# Hessra SDK
The primary interface for interacting with Hessra authentication services.
## API Reference
This crate integrates functionality from these component crates:
- `hessra-token`: Token verification and attestation
- `hessra-config`: Configuration management
- `hessra-api`: HTTP client for the Hessra service
## Detailed Usage
### Creating a Client
```rust
use hessra_sdk::{Hessra, Protocol};
// Basic client setup
let client = Hessra::builder()
.base_url("yourco.hessra.net")
.protocol(Protocol::Http1)
.build()?;
// More complete setup with mTLS certificates
let mut secure_client = Hessra::builder()
.base_url("yourco.hessra.net")
.protocol(Protocol::Http1)
.mtls_cert(include_str!("certs/client.crt"))
.mtls_key(include_str!("certs/client.key"))
.server_ca(include_str!("certs/ca.crt"))
.build()?;
// Finishes setting up the client by making API calls to the Hessra
// service for its token signing public key
secure_client.setup()?;
// Loading from environment variables
let env_client = HessraClient::from_env()?;
// Loading from a configuration file
let file_client = HessraClient::from_file("path/to/config.json")?;
```
### Working with Tokens
```rust
// Request a token
let token = client.request_token("resource_name").await?;
println!("Token: {}", token);
// Simple token verification. Tries locally then fallsback to service API
let verification = client.verify_token(token.clone(), "resource_name").await?;
println!("Valid: {}", verification.is_valid);
// Local token verification (using cached public keys)

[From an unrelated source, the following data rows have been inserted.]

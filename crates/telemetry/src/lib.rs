//! Performance counters for the QueryLens analysis pipeline.
//!
//! Counts, durations and validator confidence adjustments per operation.
//! Counters are advisory: they never influence analysis results.

pub mod counters;
pub mod model;

pub use counters::{OperationTimer, PerformanceCounters};
pub use model::{CountersSnapshot, OperationSnapshot};

/// Errors from the telemetry subsystem.
#[derive(Debug, thiserror::Error)]
pub enum TelemetryError {
    #[error("serialization error: {0}")]
    SerdeError(#[from] serde_json::Error),
}
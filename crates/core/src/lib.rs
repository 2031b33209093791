//! # QueryLens Core
//!
//! Domain types, collaborator traits, and error definitions for the
//! QueryLens business-context analysis pipeline. This crate has no
//! framework dependencies beyond async plumbing: it defines the model that
//! every other crate implements against.
//!
//! ## Design Philosophy
//!
//! Each external collaborator (language model, embeddings, cache, business
//! catalog, feedback store) is a trait here. Implementations live in their
//! respective crates, which keeps the analysis code testable with scripted
//! mocks and the dependency graph pointing inward.

pub mod category;
pub mod domain;
pub mod entity;
pub mod error;
pub mod guard;
pub mod intent;
pub mod profile;
pub mod scoring;
pub mod services;
pub mod text;
pub mod time;

// Re-export key types at crate root for ergonomics
pub use category::{ContentType, ContextCategory};
pub use domain::{Domain, GENERAL_DOMAIN};
pub use entity::{Entity, EntityType, ExtractionMethod};
pub use error::{AnalysisError, Error, MetadataError, ModelError, Result};
pub use guard::GuardedModel;
pub use intent::{Intent, IntentType};
pub use profile::{
    AnalysisFlag, BusinessContextProfile, CheckKind, ValidationCheck, ValidationResult,
    ValidationType,
};
pub use services::{
    BusinessRule, CacheService, ColumnInfo, EmbeddingService, FeedbackRepository, GlossaryTerm,
    LanguageModel, MetadataService, QueryExample, SchemaLink, SchemaLinker, TableInfo, TermMatch,
    TermSimilarity,
};
pub use time::{Granularity, TimeRange};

let local_verification = client.verify_token_local(token.clone(), "resource_name")?;
println!("Valid locally: {}", local_verification.is_valid);
```
### Advanced: Service Chain Authorization
For services that need to verify tokens passed through multiple services:
```rust
use hessra_sdk::{ServiceChain, ServiceNode};
// gateway-service adds attenuation
gateway_token = gateway_client.attenuate_service_chain_token(token, "data:read");
// processing-service adds attenuation
processing_token = processing_client.attenuate_service_chain_token(gateway_token, "data:read");
// Define the service chain (order matters!)
let service_chain = ServiceChain::builder()
.add_node(ServiceNode {
component: "gateway-service",
public_key: "ed25519/abcdef1234567890",
})
.add_node(ServiceNode {
component: "processing-service",
public_key: "ed25519/0987654321fedcba",
})
.build();
// Verify a token with the service chain
// This token is only valid if it has visited and been attenuated by
// the gateway-service and processing-service.
client.verify_service_chain_token(
processing_token,
"user:123",
"data:read",
&service_chain,
None,
).await?;
// Local verification of service chain token
client.verify_service_chain_token_local(
processing_token,
"user:123",
"data:read",
&service_chain,
None,
)?;
```
### Error Handling
The SDK provides a comprehensive error handling system:
```rust
use hessra_sdk::error::HessraError;
fn handle_token(token: &str) -> Result<(), HessraError> {
match client.verify_token_local(token, "resource")? {
verification if verification.is_valid => {
println!("Token is valid!");
Ok(())
}
_ => Err(HessraError::InvalidToken("Invalid token".to_string())),
}
}
```
## Feature Flags
Note: http3 support is currently unstable since it relies on reqwest's implementation which
is also unstable. Once reqwest's http3 is stable, it will be here too.
WASM support is currently a WIP.
- `toml`: Enables TOML configuration file support via the `hessra-config` crate
- `http3`: Enables HTTP/3 protocol support via the `hessra-api` crate
- `wasm`: Enables WebAssembly support for token verification via the `hessra-token` crate
### Using HTTP/3
When the `http3` feature is enabled:
```rust
use hessra_sdk::{HessraClient, Protocol};
let client = HessraClient::builder()
.base_url("yourco.hessra.net")
.protocol(Protocol::Http3)
.build()?;
```
requires building with `RUSTFLAGS='--cfg reqwest_unstable'`
Once reqwest http3 support is stable, this won't be necessary.
## License
Licensed under the Apache License, Version 2.0.